Liberato il funzionario del DPPS
(Polizia federale/Ministero pubblico)
Comunicati, fedpol, 27.09.2000
Berna, 27 settembre 2000. Il funzionario federale agli arresti da circa due settimane è stato liberato essendo decaduto il pericolo di collusione.
La procedura di polizia giudiziaria avviata lo scorso 11 settembre 2000 per presunta infedeltà nella gestione pubblica, frode e corruzione, è stata, a seguito degli atti istruttori nel frattempo eseguiti, estesa anche alla presunzione di ripetuta falsità in documenti ai sensi degli art. 251 e 317 CP. È stato possibile effettuare tutti gli atti istruttori riferiti al funzionario federale dell'Ufficio federale del materiale dell'esercito e delle costruzioni (UFMC), è pertanto venuto meno il pericolo di collusione che richiedeva il suo mantenimento in detenzione. Egli è stato liberato nel corso della giornata di ieri.

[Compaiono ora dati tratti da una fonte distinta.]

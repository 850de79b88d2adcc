/// Catalog API server
use crate::routes::{create_router, AppState};
use anyhow::{bail, Context, Result};
use std::net::SocketAddr;
use std::time::Duration;
use tokio::sync::oneshot;
use tokio::task::JoinHandle;
use tracing::{error, info, warn};

/// How long `stop` waits for in-flight requests (uploads mostly) to finish
const SHUTDOWN_GRACE: Duration = Duration::from_secs(10);

/// HTTP catalog server
///
/// `start` binds and serves on a background task. `addr` reports the bound
/// address afterwards, so binding port 0 yields a usable URL.
pub struct CatalogServer {
    addr: SocketAddr,
    state: AppState,
    shutdown_tx: Option<oneshot::Sender<()>>,
    server_handle: Option<JoinHandle<()>>,
}

impl CatalogServer {
    pub fn new(addr: SocketAddr, state: AppState) -> Self {
        Self {
            addr,
            state,
            shutdown_tx: None,
            server_handle: None,
        }
    }

    /// Bind the listener and serve the songs API
    pub async fn start(&mut self) -> Result<()> {
        if self.is_running() {
            bail!("Catalog server already running on {}", self.addr);
        }

        let listener = tokio::net::TcpListener::bind(self.addr)
            .await
            .with_context(|| format!("Failed to bind catalog server to {}", self.addr))?;
        self.addr = listener.local_addr()?;
        info!(
            "Catalog API listening on {} (assets: {})",
            self.addr,
            self.state.assets.name()
        );

        let app = create_router(self.state.clone());
        let (shutdown_tx, shutdown_rx) = oneshot::channel::<()>();

        let handle = tokio::spawn(async move {
            let shutdown = async {
                let _ = shutdown_rx.await;
            };
            if let Err(e) = axum::serve(listener, app)
                .with_graceful_shutdown(shutdown)
                .await
            {
                error!("Catalog server error: {}", e);
            }
        });

        self.shutdown_tx = Some(shutdown_tx);
        self.server_handle = Some(handle);

        Ok(())
    }

    /// Stop accepting connections and let running requests complete
    ///
    /// Requests still running after the grace period are cut off.
    pub async fn stop(&mut self) {
        if let Some(tx) = self.shutdown_tx.take() {
            let _ = tx.send(());
        }

        if let Some(mut handle) = self.server_handle.take() {
            info!("Stopping catalog server");
            if tokio::time::timeout(SHUTDOWN_GRACE, &mut handle).await.is_err() {
                warn!("Catalog server did not drain within {:?}, aborting", SHUTDOWN_GRACE);
                handle.abort();
            }
        }
    }

    /// Configured address before `start`, bound address after
    pub fn addr(&self) -> SocketAddr {
        self.addr
    }

    /// Base URL catalog clients should use
    pub fn base_url(&self) -> String {
        format!("http://{}", self.addr)
    }

    pub fn is_running(&self) -> bool {
        self.server_handle
            .as_ref()
            .is_some_and(|handle| !handle.is_finished())
    }
}

impl Drop for CatalogServer {
    fn drop(&mut self) {
        if let Some(handle) = self.server_handle.take() {
            handle.abort();
        }
    }
}
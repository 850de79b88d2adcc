pub mod assets;
pub mod config;
pub mod error;
pub mod routes;
pub mod server;
pub mod types;

pub use assets::*;
pub use config::*;
pub use error::*;
pub use routes::{create_router, AppState};
pub use server::CatalogServer;
pub use types::*;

La persona esterna all'amministrazione, arrestata contemporaneamente al funzionario dell'UFMC, resta ancora in detenzione. La Camera d'accusa del Tribunale federale ha confermato ieri la relativa richiesta del Ministero pubblico della Confederazione, prolungandone al contempo la carcerazione preventiva.
Le investigazioni nei confronti dei prevenuti proseguono. Al momento non possono essere fornite indicazioni relative ai montanti illeciti in gioco; l'esame della documentazione sequestrata continua.
A tutela dell'inchiesta in corso, non è possibile fornire delle indicazioni più dettagliate.